Job Report 2023 Is 187,000 New Hires in July, Weaker Since 2020. Here is Why.
Aug 15, 2023
The United States added fewer new jobs than predicted last month, giving the job report 2023 a chance, with negative revisions for growth estimated in May and June, indicating hiring in the world’s largest economy is dropping dramatically into the autumn months.
The Labor Department’s Bureau of Labor Statistics said this month that 187,000 new jobs were created, well short of the 200,000 rise predicted by Wall Street and the smallest monthly growth since December 2020.
The BLS reported 172,000 private-sector job gains, despite the fact that the unemployment rate fell to 3.5%, barely above the 1969 low of 3.4% recorded earlier this year.
The BLS also reduced its June job-addition forecast for the jobs report 2023 to 185,000 from a previous estimate of 209,000 net gain. It reduced its May prediction to 218,000 from 306,000 previously.

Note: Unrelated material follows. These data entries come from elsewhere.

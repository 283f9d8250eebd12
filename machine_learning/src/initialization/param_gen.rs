use crate::{MlErr, Result};

/// Produces the initial values of a model's parameters, in the order they're laid out in the
/// flat parameter buffer.
pub trait ParamGen {
    /// Samples up to `n` values.
    ///
    /// # Returns
    /// `None` once the generator is exhausted, otherwise between one and `n` values.
    fn sample(&mut self, n: usize) -> Option<Vec<f32>>;

    /// Appends exactly `n` values to `params`.
    ///
    /// # Arguments
    /// * `params` - The buffer being initialized.
    /// * `n` - The amount of values to append.
    ///
    /// # Returns
    /// An `InvalidParam` error if the generator runs out before producing `n` values.
    fn fill(&mut self, params: &mut Vec<f32>, n: usize) -> Result<()> {
        let mut missing = n;

        while missing > 0 {
            let Some(values) = self.sample(missing).filter(|v| !v.is_empty()) else {
                return Err(MlErr::InvalidParam(format!(
                    "parameter generator exhausted {missing} value(s) short of {n}"
                )));
            };

            missing -= values.len();
            params.extend(values);
        }

        Ok(())
    }
}
use std::{collections::BTreeMap, sync::Arc};

use log::{debug, info};

use crate::{Result, Sample, storage::KeyValueStore};

/// The key the whole dataset document is stored under.
pub const STORAGE_KEY: &str = "matrix-dataset";

const SEED_DATASET: &str = include_str!("../assets/seed_dataset.json");

/// Label text mapped to its samples in insertion order, most recent last.
pub type Dataset = BTreeMap<String, Vec<Sample>>;

/// A label as it's shown to the user, samples most recent first.
#[derive(Debug, Clone, PartialEq)]
pub struct LabelView<'a> {
    pub label: &'a str,
    pub samples: Vec<&'a Sample>,
}

impl LabelView<'_> {
    pub fn count(&self) -> usize {
        self.samples.len()
    }
}

/// Owns the labeled samples and writes the whole dataset to durable storage after every
/// mutation.
pub struct DatasetStore {
    dataset: Dataset,
    storage: Arc<dyn KeyValueStore>,
}

impl DatasetStore {
    /// Loads the dataset stored under `STORAGE_KEY`, falling back to the bundled seed
    /// dataset if nothing was stored yet.
    ///
    /// # Arguments
    /// * `storage` - The durable storage the dataset lives in.
    ///
    /// # Returns
    /// The store or an error if the stored document can't be read or parsed.
    pub fn load(storage: Arc<dyn KeyValueStore>) -> Result<Self> {
        let dataset = match storage.get(STORAGE_KEY)? {
            Some(doc) => serde_json::from_str(&doc)?,
            None => {
                info!("no stored dataset under {STORAGE_KEY:?}, starting from the seed dataset");
                seed_dataset()?
            }
        };

        Ok(Self { dataset, storage })
    }

    /// Creates a store holding `dataset`, nothing is written until the first mutation.
    pub fn with_dataset(storage: Arc<dyn KeyValueStore>, dataset: Dataset) -> Self {
        Self { dataset, storage }
    }

    pub fn empty(storage: Arc<dyn KeyValueStore>) -> Self {
        Self::with_dataset(storage, Dataset::new())
    }

    /// Appends `sample` to `label`'s samples, creating the label if it's new.
    ///
    /// The in-memory dataset is updated even if persisting it fails.
    pub fn add(&mut self, label: &str, sample: Sample) -> Result<()> {
        let samples = self.dataset.entry(label.to_string()).or_default();
        samples.push(sample);
        debug!("added sample to {label:?}, now {} sample(s)", samples.len());

        self.persist()
    }

    /// Validates raw cell values and appends them as a sample, see `add`.
    pub fn add_cells(&mut self, label: &str, cells: &[u8]) -> Result<()> {
        let sample = Sample::new(cells)?;
        self.add(label, sample)
    }

    /// Removes the sample at `index` counting from the most recently added one.
    ///
    /// Unknown labels are ignored. An index past the end leaves the samples untouched but
    /// the dataset is still written back.
    ///
    /// # Returns
    /// The removed sample, if any.
    pub fn remove(&mut self, label: &str, index: usize) -> Result<Option<Sample>> {
        let Some(samples) = self.dataset.get_mut(label) else {
            debug!("remove on unknown label {label:?} ignored");
            return Ok(None);
        };

        let pos = samples
            .len()
            .checked_sub(index)
            .and_then(|n| n.checked_sub(1));
        let removed = pos.map(|pos| samples.remove(pos));

        self.persist()?;
        Ok(removed)
    }

    /// Returns a point-in-time copy of the whole dataset.
    pub fn snapshot(&self) -> Dataset {
        self.dataset.clone()
    }

    pub fn samples(&self, label: &str) -> Option<&[Sample]> {
        self.dataset.get(label).map(Vec::as_slice)
    }

    pub fn labels(&self) -> impl Iterator<Item = &str> {
        self.dataset.keys().map(String::as_str)
    }

    /// Total amount of samples over every label.
    pub fn len(&self) -> usize {
        self.dataset.values().map(Vec::len).sum()
    }

    pub fn is_empty(&self) -> bool {
        self.len() == 0
    }

    /// The dataset in the order it's shown: labels reversed, samples most recent first.
    /// Indices into `samples` are the ones `remove` takes.
    pub fn display(&self) -> Vec<LabelView<'_>> {
        self.dataset
            .iter()
            .rev()
            .map(|(label, samples)| LabelView {
                label,
                samples: samples.iter().rev().collect(),
            })
            .collect()
    }

    fn persist(&self) -> Result<()> {
        let doc = serde_json::to_string(&self.dataset)?;
        self.storage.set(STORAGE_KEY, &doc)
    }
}

/// The dataset bundled with the application, a couple of drawings per digit.
pub fn seed_dataset() -> Result<Dataset> {
    Ok(serde_json::from_str(SEED_DATASET)?)
}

The BLS reported that hourly wages increased 0.4% month over month, compared to a 0.4% increase in June and exceeding Wall Street’s average projection of a 0.3% increase. Wages increased 4.4% year on year, above Wall Street’s projection of 4.2%.
According to Steve Rick, chief economist at TruStage, previously CUNA Mutual Group, this month’s poor employment growth is an indication that the economy is continuing to cool; while this is a bad indicator in some ways, it is a favourable indicator for the Fed, which may soon halt its interest rate rises.
He also stated that, notwithstanding this month’s jobs data, the Fed‘s sustained attempts to contain inflation will likely have a lag effect and further influence the labour market, particularly in the manufacturing and housing sectors.He and his colleagues believe that the unemployment rate will stay low in the future.
Following the publication of the data, US markets rose, with futures contracts connected to the Dow Jones Industrial Average showing a 47-point opening bell rise and those related to the S&P 500 indicating a 12-point gain. Futures on the Nasdaq, which is centred on technology, were up 72 points.
Benchmark 10-year Treasury note rates fell 4 basis points from overnight levels to 4.159%, the lowest since November 2022, while 2-year notes fell to 4.877%.
“While the labour market is slowly cooling as rate rises have some impact, at the moment there still seems to be enough momentum in the economy to avoid recession,” said David Henry, investment manager at Quilter Cheviot. “Whisper it, but the fabled ‘soft landing’ may just be achieved, although a lot can still happen before the Fed declares ‘job done’.”
The CME Group’s FedWatch now predicts a 25-basis-point (0.25 percentage point) rise in December, down from 19.5% at the conclusion of trade last night. The odds of another rate rise in November were roughly 30%.
Earlier this week, payroll-processing firm ADP said in its National Employment Report that private-sector job growth was 324,000 last month, which bodes well for the job report 2023, while Challenger Gray & Christmas’ monthly layoff report revealed that job cutbacks decreased to the lowest levels in 11 months.
Separately, the Labor Department said Thursday that weekly unemployment claims increased little to 227,000 for the week ending July 29, matching Wall Street projections.